Being accessible via trade routes does not equal flourishing societies

A good real-world example is Somalia. It lies directly next to one of the most important trade routes on earth, but still everyone forgoes it because it is de facto ruled by warlord clans and pirate gangs. It is a failed state (more or less).

Tattooine (the major example for a backwards-outer rim world) is very similar in this regard. It is ruled by the Hutts, who are basically the space-mafia. This discourages investment or the settlement of industries on the planet which leaves it poor and underdeveloped.

But wait, there's more

Not only is Tattooine remote and lawless, it is also barren, economically uninteresting and sparsely settled. There's literally nothing going on on Tattooine. The major industries are moisture farming (for the sake of survival) and scrap trading (the only resource other than sand). In the past there was ore mining but that dried out pretty fast. Being remote and outside of the reach (or sphere of interest) of the central galactic government (whichever is presently in power) is basically the only reason why the planet is settled (by scum and villains) at all (other than the native population of Jawas and Tusken raiders of course).

On the other hand

Being remote does not doom a planet to poverty and backwardness. Kamino is even farther away from the galactic core than the outer rim worlds (located in the Wild Space region), but is still technologically advanced and civilized.

4

It's reasonable to assume that hyperdrives are relatively expensive.

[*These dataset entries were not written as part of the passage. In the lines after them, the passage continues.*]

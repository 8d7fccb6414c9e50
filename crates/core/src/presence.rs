//! Filesystem presence probes
//!
//! The target tree is the sole source of truth for what has already been
//! provisioned. These probes never mutate anything and never error: a
//! missing parent directory simply means "not present".

use std::path::Path;

use crate::deps::BuildRecipe;

/// True iff `path` exists and is a directory
///
/// No recursive content validation: an existing checkout is trusted as-is.
pub fn is_present(path: &Path) -> bool {
    path.is_dir()
}

/// True iff a native build under `root` has already completed
///
/// Requires the generated header plus at least one of the alternative
/// library paths; the host's install layout decides between `lib` and
/// `lib64`. The markers are written only by the build tool itself.
pub fn is_bootstrapped(root: &Path, recipe: &BuildRecipe) -> bool {
    root.join(&recipe.include_marker).is_file()
        && recipe.lib_markers.iter().any(|lib| root.join(lib).is_file())
}
//! Operating system and architecture detection

use serde::{Deserialize, Serialize};
use std::fmt;

/// Operating system
#[derive(Debug, Clone, Copy, PartialEq, Eq, Hash, Serialize, Deserialize)]
#[serde(rename_all = "lowercase")]
pub enum Os {
    Linux,
    Darwin,
    Windows,
}

impl Os {
    /// Detect the current operating system at compile time
    #[cfg(target_os = "linux")]
    pub const fn current() -> Self {
        Os::Linux
    }

    #[cfg(target_os = "macos")]
    pub const fn current() -> Self {
        Os::Darwin
    }

    #[cfg(target_os = "windows")]
    pub const fn current() -> Self {
        Os::Windows
    }

    /// Returns the OS name as used in platform strings
    pub const fn as_str(&self) -> &'static str {
        match self {
            Os::Linux => "linux",
            Os::Darwin => "darwin",
            Os::Windows => "windows",
        }
    }
}

impl fmt::Display for Os {
    fn fmt(&self, f: &mut fmt::Formatter<'_>) -> fmt::Result {
        write!(f, "{}", self.as_str())
    }
}

/// CPU architecture
#[derive(Debug, Clone, Copy, PartialEq, Eq, Hash, Serialize, Deserialize)]
#[serde(rename_all = "lowercase")]
pub enum Arch {
    X86_64,
    Aarch64,
    Arm,
}

impl Arch {
    /// Detect the current architecture at compile time
    #[cfg(target_arch = "x86_64")]
    pub const fn current() -> Self {
        Arch::X86_64
    }

    #[cfg(target_arch = "aarch64")]
    pub const fn current() -> Self {
        Arch::Aarch64
    }

    #[cfg(target_arch = "arm")]
    pub const fn current() -> Self {
        Arch::Arm
    }

    /// Returns the architecture name as used in platform strings
    pub const fn as_str(&self) -> &'static str {
        match self {
            Arch::X86_64 => "x86_64",
            Arch::Aarch64 => "aarch64",
            Arch::Arm => "arm",
        }
    }
}

impl fmt::Display for Arch {
    fn fmt(&self, f: &mut fmt::Formatter<'_>) -> fmt::Result {
        write!(f, "{}", self.as_str())
    }
}

/// Combined platform identifier (e.g., "x86_64-linux")
#[derive(Debug, Clone, Copy, PartialEq, Eq, Hash, Serialize, Deserialize)]
pub struct Platform {
    pub arch: Arch,
    pub os: Os,
}

impl Platform {
    /// Detect the current platform at compile time
    pub const fn current() -> Self {
        Self {
            arch: Arch::current(),
            os: Os::current(),
        }
    }
}

impl fmt::Display for Platform {
    fn fmt(&self, f: &mut fmt::Formatter<'_>) -> fmt::Result {
        write!(f, "{}-{}", self.arch, self.os)
    }
}

/// Complete platform information including user details
#[derive(Debug, Clone, Serialize, Deserialize)]
pub struct PlatformInfo {
    pub platform: Platform,
    pub hostname: String,
    pub username: String,
}

impl PlatformInfo {
    /// Gather current platform information
    pub fn current() -> Self {
        Self {
            platform: Platform::current(),
            hostname: whoami::fallible::hostname().unwrap_or_else(|_| "unknown".to_string()),
            username: whoami::username(),
        }
    }
}

#[cfg(test)]
mod tests {
    use super::*;

    #[test]
    fn platform_string_format() {
        let platform = Platform {
            arch: Arch::Aarch64,
            os: Os::Darwin,
        };
        assert_eq!(platform.to_string(), "aarch64-darwin");

        let platform = Platform {
            arch: Arch::X86_64,
            os: Os::Linux,
        };
        assert_eq!(platform.to_string(), "x86_64-linux");
    }

    #[test]
    fn platform_detection() {
        let info = PlatformInfo::current();

        assert!(!info.hostname.is_empty());
        assert!(!info.username.is_empty());
        assert!(info.platform.to_string().contains('-'));
    }
}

It may have been possible to travel to the Outer Rim in a matter of days, but only if you could afford a ship and a hyperdrive generator.

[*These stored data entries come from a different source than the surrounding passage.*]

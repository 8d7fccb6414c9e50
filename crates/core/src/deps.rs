//! Dependency declarations and provisioning outcomes
//!
//! The dependency set is fixed: it is declared once at orchestrator start
//! and never discovered dynamically. The filesystem state of each target
//! directory is the sole source of truth for idempotence; no manifest or
//! lock file exists.

use serde::{Deserialize, Serialize};
use std::fmt;

use depstrap_platform::Os;

/// A single external source dependency
#[derive(Debug, Clone, Serialize, Deserialize)]
pub struct DepSpec {
    /// Short identifier used in log lines and reports
    pub name: String,

    /// Repository to clone from
    pub url: String,

    /// Checkout directory, relative to the provisioning root
    pub dir: String,

    /// Native build recipe, for the one dependency that needs compiled
    /// artifacts rather than raw source
    pub build: Option<BuildRecipe>,
}

impl DepSpec {
    pub fn new(name: impl Into<String>, url: impl Into<String>, dir: impl Into<String>) -> Self {
        Self {
            name: name.into(),
            url: url.into(),
            dir: dir.into(),
            build: None,
        }
    }

    pub fn with_build(mut self, build: BuildRecipe) -> Self {
        self.build = Some(build);
        self
    }
}

/// Configure/compile/install recipe for a dependency built from source
#[derive(Debug, Clone, Serialize, Deserialize)]
pub struct BuildRecipe {
    /// Platforms this recipe is configured for; elsewhere the bootstrap is
    /// skipped as a no-op
    pub platforms: Vec<Os>,

    /// Flags passed to the configure script in addition to the install
    /// prefix
    pub configure_flags: Vec<String>,

    /// Generated header whose presence marks a completed install, relative
    /// to the checkout
    pub include_marker: String,

    /// Static library artifacts, relative to the checkout; either one marks
    /// a completed install (`lib` vs `lib64` layouts)
    pub lib_markers: Vec<String>,
}

impl BuildRecipe {
    /// Whether a build recipe is configured for the given host OS
    pub fn supports(&self, os: Os) -> bool {
        self.platforms.contains(&os)
    }
}

/// Per-dependency provisioning outcome
#[derive(Debug, Clone, Copy, PartialEq, Eq, Serialize, Deserialize)]
#[serde(rename_all = "kebab-case")]
pub enum Outcome {
    /// Checkout (and, where applicable, build artifacts) already on disk
    AlreadyPresent,
    /// Source fetched this run
    Acquired,
    /// Clone failed; the run continued with the remaining dependencies
    AcquireFailed,
    /// Source fetched (or already present) and native build completed
    BuildSucceeded,
    /// Native build sequence ended before producing the artifacts
    BuildFailed,
}

impl Outcome {
    pub fn is_failure(&self) -> bool {
        matches!(self, Outcome::AcquireFailed | Outcome::BuildFailed)
    }
}

impl fmt::Display for Outcome {
    fn fmt(&self, f: &mut fmt::Formatter<'_>) -> fmt::Result {
        let s = match self {
            Outcome::AlreadyPresent => "already present",
            Outcome::Acquired => "acquired",
            Outcome::AcquireFailed => "acquisition failed",
            Outcome::BuildSucceeded => "build succeeded",
            Outcome::BuildFailed => "build failed",
        };
        write!(f, "{}", s)
    }
}

/// Outcome of one provisioning run, in declaration order
///
/// Transient: surfaced to the caller for reporting, never persisted.
#[derive(Debug, Default, Clone, Serialize)]
pub struct Report {
    entries: Vec<(String, Outcome)>,
}

impl Report {
    pub fn record(&mut self, name: &str, outcome: Outcome) {
        self.entries.push((name.to_string(), outcome));
    }

    pub fn entries(&self) -> &[(String, Outcome)] {
        &self.entries
    }

    /// Number of dependencies that ended in a failed outcome
    pub fn failures(&self) -> usize {
        self.entries.iter().filter(|(_, o)| o.is_failure()).count()
    }
}

/// The dependency set for the compiler build environment
///
/// rapidjson is consumed header-only; pcre2 is built into a static library
/// and headers under `<checkout>/out`.
pub fn default_deps() -> Vec<DepSpec> {
    vec![
        DepSpec::new(
            "rapidjson",
            "https://github.com/Tencent/rapidjson.git",
            "deps/rapidjson",
        ),
        DepSpec::new(
            "pcre2",
            "https://github.com/PCRE2Project/pcre2.git",
            "deps/pcre2",
        )
        .with_build(BuildRecipe {
            platforms: vec![Os::Linux, Os::Darwin],
            configure_flags: vec!["--disable-shared".to_string(), "--disable-tests".to_string()],
            include_marker: "out/include/pcre2.h".to_string(),
            lib_markers: vec![
                "out/lib/libpcre2-8.a".to_string(),
                "out/lib64/libpcre2-8.a".to_string(),
            ],
        }),
    ]
}

#[cfg(test)]
mod tests {
    use super::*;

    #[test]
    fn default_deps_shape() {
        let deps = default_deps();
        assert_eq!(deps.len(), 2);

        // Exactly one dependency carries a native build recipe
        let built: Vec<_> = deps.iter().filter(|d| d.build.is_some()).collect();
        assert_eq!(built.len(), 1);

        let recipe = built[0].build.as_ref().unwrap();
        assert_eq!(recipe.lib_markers.len(), 2);
        assert!(recipe.configure_flags.contains(&"--disable-shared".to_string()));
    }

    #[test]
    fn recipe_platform_support() {
        let recipe = BuildRecipe {
            platforms: vec![Os::Linux],
            configure_flags: vec![],
            include_marker: "out/include/x.h".to_string(),
            lib_markers: vec!["out/lib/libx.a".to_string()],
        };

        assert!(recipe.supports(Os::Linux));
        assert!(!recipe.supports(Os::Windows));
    }

    #[test]
    fn report_counts_failures() {
        let mut report = Report::default();
        report.record("a", Outcome::Acquired);
        report.record("b", Outcome::AcquireFailed);
        report.record("c", Outcome::BuildFailed);
        report.record("d", Outcome::AlreadyPresent);

        assert_eq!(report.failures(), 2);
        assert_eq!(report.entries().len(), 4);
    }

    #[test]
    fn outcome_display() {
        assert_eq!(Outcome::AlreadyPresent.to_string(), "already present");
        assert_eq!(Outcome::AcquireFailed.to_string(), "acquisition failed");
    }
}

While Qui-gon Jinn is trying to buy a hyperdrive generator on Tatooine, Watto says:

A T-14 hyperdrive generator. Thee in luck. I'm the only one hereabouts who has one. But thee might as well buy a new ship. It would be cheaper, I think.

Beyond the expense, there's a question of motivation. The Outer Rim was not only distant, but lacking in resources. Other than people who were trying to avoid the Republic (e.g. the Hutts), very few people had reason to travel to the Outer Rim.

Today's Earth serves as a great analogy. Consider a place like Antarctica. With today's plane technology, anyone could get to Antarctica within 24 hours. But they don't. Not because it's technologically difficult, but because it's not worth the expense.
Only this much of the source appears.